[Excerpted data]
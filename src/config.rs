use anyhow::{anyhow, Result};
use serde::Deserialize;
use std::path::{Path, PathBuf};
use std::time::Duration;

const DEFAULT_FPS: f64 = 5.0;
const DEFAULT_MOTION_THRESHOLD_PCT: f64 = 0.5;
const DEFAULT_CHUNK_SECS: u64 = 600;
const DEFAULT_CACHE_DIR: &str = "cache";
const DEFAULT_REMOTE_DIR: &str = "remote";
const DEFAULT_RESCAN_SECS: u64 = 30;
const DEFAULT_CHECK_SECS: u64 = 5;
const DEFAULT_CAPTURE_UNITS: u32 = 1;
const DEFAULT_CODECS: [&str; 2] = ["X264", "XVID"];

#[derive(Debug, Deserialize, Default)]
struct RecorderConfigFile {
    owner: Option<String>,
    fps: Option<f64>,
    motion_threshold_pct: Option<f64>,
    chunk_secs: Option<u64>,
    cache_dir: Option<PathBuf>,
    remote_dir: Option<PathBuf>,
    upload: Option<UploadConfigFile>,
    capture_units: Option<u32>,
    codecs: Option<Vec<String>>,
}

#[derive(Debug, Deserialize, Default)]
struct UploadConfigFile {
    rescan_secs: Option<u64>,
    check_secs: Option<u64>,
}

/// Immutable process-wide configuration.
///
/// Constructed once at startup from an optional TOML file named by
/// `CAPSYNC_CONFIG` plus environment overrides; read-only thereafter.
#[derive(Debug, Clone)]
pub struct RecorderConfig {
    /// Owner identity (employee/user label); names the remote subdirectory
    /// and is embedded in chunk file names.
    pub owner: String,
    /// Target sample rate in frames per second.
    pub fps: f64,
    /// Minimum percentage of changed pixels required to persist a frame.
    pub motion_threshold_pct: f64,
    /// Wall-clock duration of one chunk file.
    pub chunk_duration: Duration,
    /// Local cache root for in-progress and finalized chunks.
    pub cache_dir: PathBuf,
    /// Remote store root (e.g. a mounted network share).
    pub remote_dir: PathBuf,
    /// How often the sync worker rescans the cache and probes the network.
    pub rescan_interval: Duration,
    /// Sync worker cycle cadence (typically shorter than the rescan interval).
    pub check_interval: Duration,
    /// Number of capture units to enumerate with the built-in backend.
    pub capture_units: u32,
    /// Codec preference order handed to the encoder sink.
    pub codecs: Vec<String>,
}

impl Default for RecorderConfig {
    fn default() -> Self {
        Self {
            owner: default_owner(),
            fps: DEFAULT_FPS,
            motion_threshold_pct: DEFAULT_MOTION_THRESHOLD_PCT,
            chunk_duration: Duration::from_secs(DEFAULT_CHUNK_SECS),
            cache_dir: PathBuf::from(DEFAULT_CACHE_DIR),
            remote_dir: PathBuf::from(DEFAULT_REMOTE_DIR),
            rescan_interval: Duration::from_secs(DEFAULT_RESCAN_SECS),
            check_interval: Duration::from_secs(DEFAULT_CHECK_SECS),
            capture_units: DEFAULT_CAPTURE_UNITS,
            codecs: DEFAULT_CODECS.iter().map(|c| c.to_string()).collect(),
        }
    }
}

impl RecorderConfig {
    /// Load the effective configuration: file (if `CAPSYNC_CONFIG` is set),
    /// then environment overrides, then validation.
    pub fn load() -> Result<Self> {
        let file_cfg = match std::env::var("CAPSYNC_CONFIG").ok().as_deref() {
            Some(path) if !path.trim().is_empty() => read_config_file(Path::new(path))?,
            _ => RecorderConfigFile::default(),
        };
        let mut cfg = Self::from_file(file_cfg);
        cfg.apply_env()?;
        cfg.validate()?;
        Ok(cfg)
    }

    fn from_file(file: RecorderConfigFile) -> Self {
        let defaults = Self::default();
        Self {
            owner: file.owner.unwrap_or(defaults.owner),
            fps: file.fps.unwrap_or(defaults.fps),
            motion_threshold_pct: file
                .motion_threshold_pct
                .unwrap_or(defaults.motion_threshold_pct),
            chunk_duration: file
                .chunk_secs
                .map(Duration::from_secs)
                .unwrap_or(defaults.chunk_duration),
            cache_dir: file.cache_dir.unwrap_or(defaults.cache_dir),
            remote_dir: file.remote_dir.unwrap_or(defaults.remote_dir),
            rescan_interval: file
                .upload
                .as_ref()
                .and_then(|u| u.rescan_secs)
                .map(Duration::from_secs)
                .unwrap_or(defaults.rescan_interval),
            check_interval: file
                .upload
                .as_ref()
                .and_then(|u| u.check_secs)
                .map(Duration::from_secs)
                .unwrap_or(defaults.check_interval),
            capture_units: file.capture_units.unwrap_or(defaults.capture_units),
            codecs: file.codecs.unwrap_or(defaults.codecs),
        }
    }

    fn apply_env(&mut self) -> Result<()> {
        if let Some(owner) = non_empty_env("CAPSYNC_OWNER") {
            self.owner = owner;
        }
        if let Some(fps) = non_empty_env("CAPSYNC_FPS") {
            self.fps = fps
                .parse()
                .map_err(|_| anyhow!("CAPSYNC_FPS must be a number"))?;
        }
        if let Some(pct) = non_empty_env("CAPSYNC_MOTION_THRESHOLD") {
            self.motion_threshold_pct = pct
                .parse()
                .map_err(|_| anyhow!("CAPSYNC_MOTION_THRESHOLD must be a percentage"))?;
        }
        if let Some(secs) = non_empty_env("CAPSYNC_CHUNK_SECS") {
            self.chunk_duration = Duration::from_secs(
                secs.parse()
                    .map_err(|_| anyhow!("CAPSYNC_CHUNK_SECS must be an integer"))?,
            );
        }
        if let Some(dir) = non_empty_env("CAPSYNC_CACHE_DIR") {
            self.cache_dir = PathBuf::from(dir);
        }
        if let Some(dir) = non_empty_env("CAPSYNC_REMOTE_DIR") {
            self.remote_dir = PathBuf::from(dir);
        }
        if let Some(secs) = non_empty_env("CAPSYNC_RESCAN_SECS") {
            self.rescan_interval = Duration::from_secs(
                secs.parse()
                    .map_err(|_| anyhow!("CAPSYNC_RESCAN_SECS must be an integer"))?,
            );
        }
        if let Some(secs) = non_empty_env("CAPSYNC_CHECK_SECS") {
            self.check_interval = Duration::from_secs(
                secs.parse()
                    .map_err(|_| anyhow!("CAPSYNC_CHECK_SECS must be an integer"))?,
            );
        }
        if let Some(units) = non_empty_env("CAPSYNC_UNITS") {
            self.capture_units = units
                .parse()
                .map_err(|_| anyhow!("CAPSYNC_UNITS must be an integer"))?;
        }
        if let Some(codecs) = non_empty_env("CAPSYNC_CODECS") {
            let parsed = split_csv(&codecs);
            if !parsed.is_empty() {
                self.codecs = parsed;
            }
        }
        Ok(())
    }

    fn validate(&self) -> Result<()> {
        if self.owner.trim().is_empty() {
            return Err(anyhow!("owner must not be empty"));
        }
        if self.owner.contains(['/', '\\']) || self.owner.contains("..") {
            // The owner names a remote subdirectory and is embedded in file
            // names; path separators would escape both.
            return Err(anyhow!("owner must not contain path separators"));
        }
        if !(self.fps > 0.0 && self.fps.is_finite()) {
            return Err(anyhow!("fps must be greater than zero"));
        }
        if !(0.0..=100.0).contains(&self.motion_threshold_pct) {
            return Err(anyhow!("motion threshold must be a percentage (0-100)"));
        }
        if self.chunk_duration.as_secs() == 0 {
            return Err(anyhow!("chunk duration must be at least one second"));
        }
        if self.rescan_interval.is_zero() || self.check_interval.is_zero() {
            return Err(anyhow!("upload intervals must be greater than zero"));
        }
        if self.capture_units == 0 {
            return Err(anyhow!("at least one capture unit is required"));
        }
        if self.codecs.is_empty() {
            return Err(anyhow!("codec preference list must not be empty"));
        }
        Ok(())
    }
}

fn default_owner() -> String {
    std::env::var("USERNAME")
        .or_else(|_| std::env::var("USER"))
        .unwrap_or_else(|_| "unknown_user".to_string())
}

fn non_empty_env(key: &str) -> Option<String> {
    std::env::var(key).ok().filter(|v| !v.trim().is_empty())
}

fn read_config_file(path: &Path) -> Result<RecorderConfigFile> {
    let raw = std::fs::read_to_string(path)
        .map_err(|e| anyhow!("failed to read config file {}: {}", path.display(), e))?;
    toml::from_str(&raw).map_err(|e| anyhow!("invalid config file {}: {}", path.display(), e))
}

fn split_csv(value: &str) -> Vec<String> {
    value
        .split(',')
        .map(|entry| entry.trim())
        .filter(|entry| !entry.is_empty())
        .map(|entry| entry.to_string())
        .collect()
}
[/Excerpted data]
_Task to carry out_.
Please transcribe exactly the lines above from the line that has "if self.capture_units == 0" up to and including the line that has "fn default_owner() ->"; no other line belongs in the answer.

_Task solution_.
        if self.capture_units == 0 {
            return Err(anyhow!("at least one capture unit is required"));
        }
        if self.codecs.is_empty() {
            return Err(anyhow!("codec preference list must not be empty"));
        }
        Ok(())
    }
}

fn default_owner() -> String {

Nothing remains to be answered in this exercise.